Interior design is one of the aspects of production design in film. An intricately designed set can change entire sequences. What once was bland and dreary can immediately become fantastic and whimsical if the right colors are used. An ordinary abandoned warehouse can look ominous and mysterious with the addition of a few fixtures. Sometimes people take for granted the interior design they see on film.
Image source: hookedonhouses.net |
Take for example the immensely popular 90s sitcom Friends. One of its biggest appeals is that people find it incredibly comfortable to watch. The same goes with today’s The Big Bang Theory. What’s the one thing both sitcoms have in common? Their interior design. The apartments in both shows are colorful, bright, and cozy. They also look affordable, making viewers say, “hey, I want to live in a place like that.”

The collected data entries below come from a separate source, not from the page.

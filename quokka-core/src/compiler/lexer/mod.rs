//! 词法分析
//!
//! 将源码转换为 [`TokenStream`]，词法错误逐个收集而不中断扫描。

pub mod error;
pub mod scanner;
pub mod token;
pub mod token_kind;

pub use error::{LexerError, LexerErrorKind};
pub use scanner::QuokkaScanner;
pub use token::{Coordinate, Token, TokenStream};
pub use token_kind::QuokkaTokenKind;

/// 扫描整个源文件
pub fn tokenize(source: &str) -> (TokenStream, Vec<LexerError>) {
    QuokkaScanner::new(source).scan()
}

The interior of Colorado’s Stanley Hotel was the set for the Stanley Kubrick horror masterpiece, The Shining. What started out as a magnificent and majestic vacation hotspot slowly turned into a gothic, terrifying maze with no exit in sight with just the change of lighting, and a few choice shots of really long corridors.
Even fantasy and science-fiction movies such as The Lord of the Rings and Star Wars sagas, and television shows such as Game of Thrones owe a lot of their otherworldly allure to the magical art of interior design. Interior design is an integral part of a film that transports people to make believe realms.